[Data excerpts]
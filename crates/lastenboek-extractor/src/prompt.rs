//! LLM prompt engineering for lastenboek field extraction

/// Instruction for the system role
pub const SYSTEM_PROMPT: &str = "You are an information extraction assistant for Dutch construction specification documents \
(\"lastenboeken\"). Return ONLY valid JSON. No markdown, no explanation.";

/// Target fields with the one-line description given to the model
const FIELD_DESCRIPTIONS: [(&str, &str); 4] = [
    ("architect", "the architect of the project"),
    ("client", "the opdrachtgever / bouwheer (the party commissioning the work)"),
    (
        "date",
        "the document/project date in ISO format YYYY-MM-DD if possible, else null",
    ),
    ("address", "the project address"),
];

const OUTPUT_FORMAT: &str = r#"Return exactly this JSON structure:
{
  "architect": string|null,
  "client": string|null,
  "date": string|null,
  "address": string|null,
  "extractionConfidence": number
}
Use null for any field that cannot be found; never omit a key and never add other keys.
extractionConfidence is your confidence in the extraction as a number between 0 and 1."#;

/// Builds the user prompt for one document
pub struct PromptBuilder<'a> {
    text: &'a str,
}

impl<'a> PromptBuilder<'a> {
    /// Create a new prompt builder for the given document text
    pub fn new(text: &'a str) -> Self {
        Self { text }
    }

    /// Build the complete user prompt
    pub fn build(&self) -> String {
        let mut prompt = String::new();

        // 1. Field list
        prompt.push_str("Extract the following fields from the document text:\n");
        for (name, description) in FIELD_DESCRIPTIONS {
            prompt.push_str(&format!("- {}: {}\n", name, description));
        }
        prompt.push('\n');

        // 2. Output shape
        prompt.push_str(OUTPUT_FORMAT);
        prompt.push_str("\n\n");

        // 3. The document
        prompt.push_str("Document text:\n");
        prompt.push_str(self.text);

        prompt
    }
}

#[cfg(test)]
mod tests {
    use super::*;
    use lastenboek_domain::FIELD_NAMES;

    #[test]
    fn test_system_prompt_is_narrow() {
        assert!(SYSTEM_PROMPT.contains("lastenboeken"));
        assert!(SYSTEM_PROMPT.contains("ONLY valid JSON"));
        assert!(SYSTEM_PROMPT.contains("No markdown"));
    }

    #[test]
    fn test_prompt_names_every_field() {
        let prompt = PromptBuilder::new("text").build();
        for name in FIELD_NAMES {
            assert!(prompt.contains(&format!("\"{}\"", name)), "missing {}", name);
        }
        assert!(prompt.contains("- client: the opdrachtgever / bouwheer"));
        assert!(prompt.contains("YYYY-MM-DD"));
    }

    #[test]
    fn test_prompt_requires_nulls() {
        let prompt = PromptBuilder::new("text").build();
        assert!(prompt.contains("string|null"));
        assert!(prompt.contains("Use null for any field that cannot be found"));
    }

    #[test]
    fn test_prompt_ends_with_document_text() {
        let text = "--- PAGE 1 ---\nArchitect: Jane Doe";
        let prompt = PromptBuilder::new(text).build();
        assert!(prompt.ends_with(&format!("Document text:\n{}", text)));
    }

    #[test]
    fn test_prompt_with_empty_text() {
        let prompt = PromptBuilder::new("").build();
        assert!(prompt.ends_with("Document text:\n"));
    }
}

_YOUR TASK_:
Where a line of the data contains the string "YYYY", include it in a count, and state that count alone.

_EXPECTED ANSWER_:
2